• [PROBLEM TO WORK ON] The response should consist of the records, reproduced exactly.

• [TASK INPUT]
---
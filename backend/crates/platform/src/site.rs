//! Request site detection
//!
//! Links embedded in emails (activation, password reset) point back at the
//! host the client talked to. This module derives that host and scheme from
//! request headers. Hosts outside the allow-list resolve to the configured
//! default domain, so a client cannot steer links elsewhere.

use axum::http::{HeaderMap, header};

/// Scheme + host a request was addressed to
#[derive(Debug, Clone, PartialEq, Eq)]
pub struct RequestSite {
    /// `http` or `https`
    pub protocol: String,
    /// Host with optional port, e.g. `localhost:8000`
    pub domain: String,
}

/// Which request headers may name the site
#[derive(Debug, Clone, Copy)]
pub struct SitePolicy<'a> {
    /// Accepted hosts: exact names, `.example.com` for a domain and its
    /// subdomains, or `*` for any host
    pub allowed_hosts: &'a [String],
    /// Honor `X-Forwarded-Host` / `X-Forwarded-Proto` (behind a trusted proxy)
    pub trust_forwarded_headers: bool,
    /// Domain used when the request names no acceptable host
    pub default_domain: &'a str,
    /// Scheme used unless a trusted proxy header says otherwise
    pub default_protocol: &'a str,
}

impl RequestSite {
    pub fn new(protocol: impl Into<String>, domain: impl Into<String>) -> Self {
        Self {
            protocol: protocol.into(),
            domain: domain.into(),
        }
    }

    /// Derive the site from request headers
    ///
    /// ## Arguments
    /// * `headers` - HTTP request headers
    /// * `policy` - Allowed hosts, proxy trust and fallbacks
    pub fn from_headers(headers: &HeaderMap, policy: &SitePolicy<'_>) -> Self {
        let forwarded = |name: &str| {
            policy
                .trust_forwarded_headers
                .then(|| first_value(headers, name))
                .flatten()
        };

        let requested = forwarded("x-forwarded-host")
            .or_else(|| first_value(headers, header::HOST.as_str()));

        let domain = match requested {
            Some(host) if is_valid_host(host) && is_allowed(host, policy.allowed_hosts) => host,
            Some(host) => {
                tracing::warn!(host = %host, "Host not allowed, using default domain");
                policy.default_domain
            }
            None => policy.default_domain,
        }
        .to_string();

        let protocol = match forwarded("x-forwarded-proto") {
            Some(proto) if proto.eq_ignore_ascii_case("https") => "https".to_string(),
            Some(proto) if proto.eq_ignore_ascii_case("http") => "http".to_string(),
            _ => policy.default_protocol.to_string(),
        };

        Self { protocol, domain }
    }
}

/// First comma-separated entry of a header, trimmed
fn first_value<'a>(headers: &'a HeaderMap, name: &str) -> Option<&'a str> {
    headers
        .get(name)
        .and_then(|v| v.to_str().ok())
        .and_then(|v| v.split(',').next())
        .map(str::trim)
        .filter(|v| !v.is_empty())
}

/// Host header sanity check: `host[:port]`, no userinfo, path or whitespace
fn is_valid_host(host: &str) -> bool {
    !host.is_empty()
        && host.len() <= 255
        && host
            .chars()
            .all(|c| c.is_ascii_alphanumeric() || matches!(c, '.' | '-' | ':' | '[' | ']'))
}

/// `host[:port]` -> `host`, keeping bracketed IPv6 literals whole
fn strip_port(host: &str) -> &str {
    if host.starts_with('[') {
        return host.find(']').map_or(host, |end| &host[..=end]);
    }
    host.rsplit_once(':').map_or(host, |(name, _)| name)
}

fn is_allowed(host: &str, allowed_hosts: &[String]) -> bool {
    let name = strip_port(host).trim_end_matches('.').to_ascii_lowercase();

    allowed_hosts.iter().any(|pattern| {
        let pattern = pattern.trim().to_ascii_lowercase();
        if pattern == "*" {
            return true;
        }
        match pattern.strip_prefix('.') {
            Some(suffix) => name == suffix || name.ends_with(&pattern),
            None => name == pattern,
        }
    })
}

#[cfg(test)]
mod tests {
    use super::*;
    use axum::http::HeaderValue;

    fn hosts(names: &[&str]) -> Vec<String> {
        names.iter().map(|s| s.to_string()).collect()
    }

    fn policy(allowed_hosts: &[String], trust_forwarded_headers: bool) -> SitePolicy<'_> {
        SitePolicy {
            allowed_hosts,
            trust_forwarded_headers,
            default_domain: "localhost:8000",
            default_protocol: "http",
        }
    }

    #[test]
    fn test_host_header() {
        let allowed = hosts(&["accounts.example.com"]);
        let mut headers = HeaderMap::new();
        headers.insert(header::HOST, HeaderValue::from_static("accounts.example.com"));

        let site = RequestSite::from_headers(&headers, &policy(&allowed, false));
        assert_eq!(site, RequestSite::new("http", "accounts.example.com"));
    }

    #[test]
    fn test_forwarded_headers_ignored_by_default() {
        let allowed = hosts(&["*"]);
        let mut headers = HeaderMap::new();
        headers.insert(header::HOST, HeaderValue::from_static("api.internal:8000"));
        headers.insert("x-forwarded-host", HeaderValue::from_static("evil.example"));
        headers.insert("x-forwarded-proto", HeaderValue::from_static("https"));

        let site = RequestSite::from_headers(&headers, &policy(&allowed, false));
        assert_eq!(site, RequestSite::new("http", "api.internal:8000"));
    }

    #[test]
    fn test_trusted_forwarded_headers_win() {
        let allowed = hosts(&[".example.com"]);
        let mut headers = HeaderMap::new();
        headers.insert(header::HOST, HeaderValue::from_static("10.0.0.5:8000"));
        headers.insert(
            "x-forwarded-host",
            HeaderValue::from_static("example.com, proxy.internal"),
        );
        headers.insert("x-forwarded-proto", HeaderValue::from_static("HTTPS"));

        let site = RequestSite::from_headers(&headers, &policy(&allowed, true));
        assert_eq!(site, RequestSite::new("https", "example.com"));
    }

    #[test]
    fn test_disallowed_host_falls_back() {
        let allowed = hosts(&["accounts.example.com"]);
        let mut headers = HeaderMap::new();
        headers.insert(header::HOST, HeaderValue::from_static("evil.example"));

        let site = RequestSite::from_headers(&headers, &policy(&allowed, false));
        assert_eq!(site.domain, "localhost:8000");
    }

    #[test]
    fn test_fallback_without_host() {
        let headers = HeaderMap::new();
        let site = RequestSite::from_headers(&headers, &policy(&[], false));
        assert_eq!(site, RequestSite::new("http", "localhost:8000"));
    }

    #[test]
    fn test_invalid_host_falls_back() {
        let allowed = hosts(&["*"]);
        let mut headers = HeaderMap::new();
        headers.insert(header::HOST, HeaderValue::from_static("evil.com/path"));
        let site = RequestSite::from_headers(&headers, &policy(&allowed, false));
        assert_eq!(site.domain, "localhost:8000");
    }

    #[test]
    fn test_allowed_host_patterns() {
        let allowed = hosts(&["localhost", ".example.com", "[::1]"]);
        assert!(is_allowed("localhost:8000", &allowed));
        assert!(is_allowed("LOCALHOST", &allowed));
        assert!(is_allowed("example.com", &allowed));
        assert!(is_allowed("api.example.com:443", &allowed));
        assert!(is_allowed("[::1]:8000", &allowed));
        assert!(!is_allowed("badexample.com", &allowed));
        assert!(!is_allowed("example.com.evil", &allowed));
        assert!(!is_allowed("127.0.0.1", &allowed));
    }
}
---
• [ANSWER SECTION]
filename backend/crates/platform/src/site.rs
//! Request site detection
//!
//! Links embedded in emails (activation, password reset) point back at the
//! host the client talked to. This module derives that host and scheme from
//! request headers. Hosts outside the allow-list resolve to the configured
//! default domain, so a client cannot steer links elsewhere.

use axum::http::{HeaderMap, header};

/// Scheme + host a request was addressed to
#[derive(Debug, Clone, PartialEq, Eq)]
pub struct RequestSite {
    /// `http` or `https`
    pub protocol: String,
    /// Host with optional port, e.g. `localhost:8000`
    pub domain: String,
}

/// Which request headers may name the site
#[derive(Debug, Clone, Copy)]
pub struct SitePolicy<'a> {
    /// Accepted hosts: exact names, `.example.com` for a domain and its
    /// subdomains, or `*` for any host
    pub allowed_hosts: &'a [String],
    /// Honor `X-Forwarded-Host` / `X-Forwarded-Proto` (behind a trusted proxy)
    pub trust_forwarded_headers: bool,
    /// Domain used when the request names no acceptable host
    pub default_domain: &'a str,
    /// Scheme used unless a trusted proxy header says otherwise
    pub default_protocol: &'a str,
}

impl RequestSite {
    pub fn new(protocol: impl Into<String>, domain: impl Into<String>) -> Self {
        Self {
            protocol: protocol.into(),
            domain: domain.into(),
        }
    }

    /// Derive the site from request headers
    ///
    /// ## Arguments
    /// * `headers` - HTTP request headers
    /// * `policy` - Allowed hosts, proxy trust and fallbacks
    pub fn from_headers(headers: &HeaderMap, policy: &SitePolicy<'_>) -> Self {
        let forwarded = |name: &str| {
            policy
                .trust_forwarded_headers
                .then(|| first_value(headers, name))
                .flatten()
        };

        let requested = forwarded("x-forwarded-host")
            .or_else(|| first_value(headers, header::HOST.as_str()));

        let domain = match requested {
            Some(host) if is_valid_host(host) && is_allowed(host, policy.allowed_hosts) => host,
            Some(host) => {
                tracing::warn!(host = %host, "Host not allowed, using default domain");
                policy.default_domain
            }
            None => policy.default_domain,
        }
        .to_string();

        let protocol = match forwarded("x-forwarded-proto") {
            Some(proto) if proto.eq_ignore_ascii_case("https") => "https".to_string(),
            Some(proto) if proto.eq_ignore_ascii_case("http") => "http".to_string(),
            _ => policy.default_protocol.to_string(),
        };

        Self { protocol, domain }
    }
}

/// First comma-separated entry of a header, trimmed
fn first_value<'a>(headers: &'a HeaderMap, name: &str) -> Option<&'a str> {
    headers
        .get(name)
        .and_then(|v| v.to_str().ok())
        .and_then(|v| v.split(',').next())
        .map(str::trim)
        .filter(|v| !v.is_empty())
}

/// Host header sanity check: `host[:port]`, no userinfo, path or whitespace
fn is_valid_host(host: &str) -> bool {
    !host.is_empty()
        && host.len() <= 255
        && host
            .chars()
            .all(|c| c.is_ascii_alphanumeric() || matches!(c, '.' | '-' | ':' | '[' | ']'))
}

/// `host[:port]` -> `host`, keeping bracketed IPv6 literals whole
fn strip_port(host: &str) -> &str {
    if host.starts_with('[') {
        return host.find(']').map_or(host, |end| &host[..=end]);
    }
    host.rsplit_once(':').map_or(host, |(name, _)| name)
}

fn is_allowed(host: &str, allowed_hosts: &[String]) -> bool {
    let name = strip_port(host).trim_end_matches('.').to_ascii_lowercase();

    allowed_hosts.iter().any(|pattern| {
        let pattern = pattern.trim().to_ascii_lowercase();
        if pattern == "*" {
            return true;
        }
        match pattern.strip_prefix('.') {
            Some(suffix) => name == suffix || name.ends_with(&pattern),
            None => name == pattern,
        }
    })
}

#[cfg(test)]
mod tests {
    use super::*;
    use axum::http::HeaderValue;

    fn hosts(names: &[&str]) -> Vec<String> {
        names.iter().map(|s| s.to_string()).collect()
    }

    fn policy(allowed_hosts: &[String], trust_forwarded_headers: bool) -> SitePolicy<'_> {
        SitePolicy {
            allowed_hosts,
            trust_forwarded_headers,
            default_domain: "localhost:8000",
            default_protocol: "http",
        }
    }

    #[test]
    fn test_host_header() {
        let allowed = hosts(&["accounts.example.com"]);
        let mut headers = HeaderMap::new();
        headers.insert(header::HOST, HeaderValue::from_static("accounts.example.com"));

        let site = RequestSite::from_headers(&headers, &policy(&allowed, false));
        assert_eq!(site, RequestSite::new("http", "accounts.example.com"));
    }

    #[test]
    fn test_forwarded_headers_ignored_by_default() {
        let allowed = hosts(&["*"]);
        let mut headers = HeaderMap::new();
        headers.insert(header::HOST, HeaderValue::from_static("api.internal:8000"));
        headers.insert("x-forwarded-host", HeaderValue::from_static("evil.example"));
        headers.insert("x-forwarded-proto", HeaderValue::from_static("https"));

        let site = RequestSite::from_headers(&headers, &policy(&allowed, false));
        assert_eq!(site, RequestSite::new("http", "api.internal:8000"));
    }

    #[test]
    fn test_trusted_forwarded_headers_win() {
        let allowed = hosts(&[".example.com"]);
        let mut headers = HeaderMap::new();
        headers.insert(header::HOST, HeaderValue::from_static("10.0.0.5:8000"));
        headers.insert(
            "x-forwarded-host",
            HeaderValue::from_static("example.com, proxy.internal"),
        );
        headers.insert("x-forwarded-proto", HeaderValue::from_static("HTTPS"));

        let site = RequestSite::from_headers(&headers, &policy(&allowed, true));
        assert_eq!(site, RequestSite::new("https", "example.com"));
    }

    #[test]
    fn test_disallowed_host_falls_back() {
        let allowed = hosts(&["accounts.example.com"]);
        let mut headers = HeaderMap::new();
        headers.insert(header::HOST, HeaderValue::from_static("evil.example"));

        let site = RequestSite::from_headers(&headers, &policy(&allowed, false));
        assert_eq!(site.domain, "localhost:8000");
    }

    #[test]
    fn test_fallback_without_host() {
        let headers = HeaderMap::new();
        let site = RequestSite::from_headers(&headers, &policy(&[], false));
        assert_eq!(site, RequestSite::new("http", "localhost:8000"));
    }

    #[test]
    fn test_invalid_host_falls_back() {
        let allowed = hosts(&["*"]);
        let mut headers = HeaderMap::new();
        headers.insert(header::HOST, HeaderValue::from_static("evil.com/path"));
        let site = RequestSite::from_headers(&headers, &policy(&allowed, false));
        assert_eq!(site.domain, "localhost:8000");
    }

    #[test]
    fn test_allowed_host_patterns() {
        let allowed = hosts(&["localhost", ".example.com", "[::1]"]);
        assert!(is_allowed("localhost:8000", &allowed));
        assert!(is_allowed("LOCALHOST", &allowed));
        assert!(is_allowed("example.com", &allowed));
        assert!(is_allowed("api.example.com:443", &allowed));
        assert!(is_allowed("[::1]:8000", &allowed));
        assert!(!is_allowed("badexample.com", &allowed));
        assert!(!is_allowed("example.com.evil", &allowed));
        assert!(!is_allowed("127.0.0.1", &allowed));
    }
}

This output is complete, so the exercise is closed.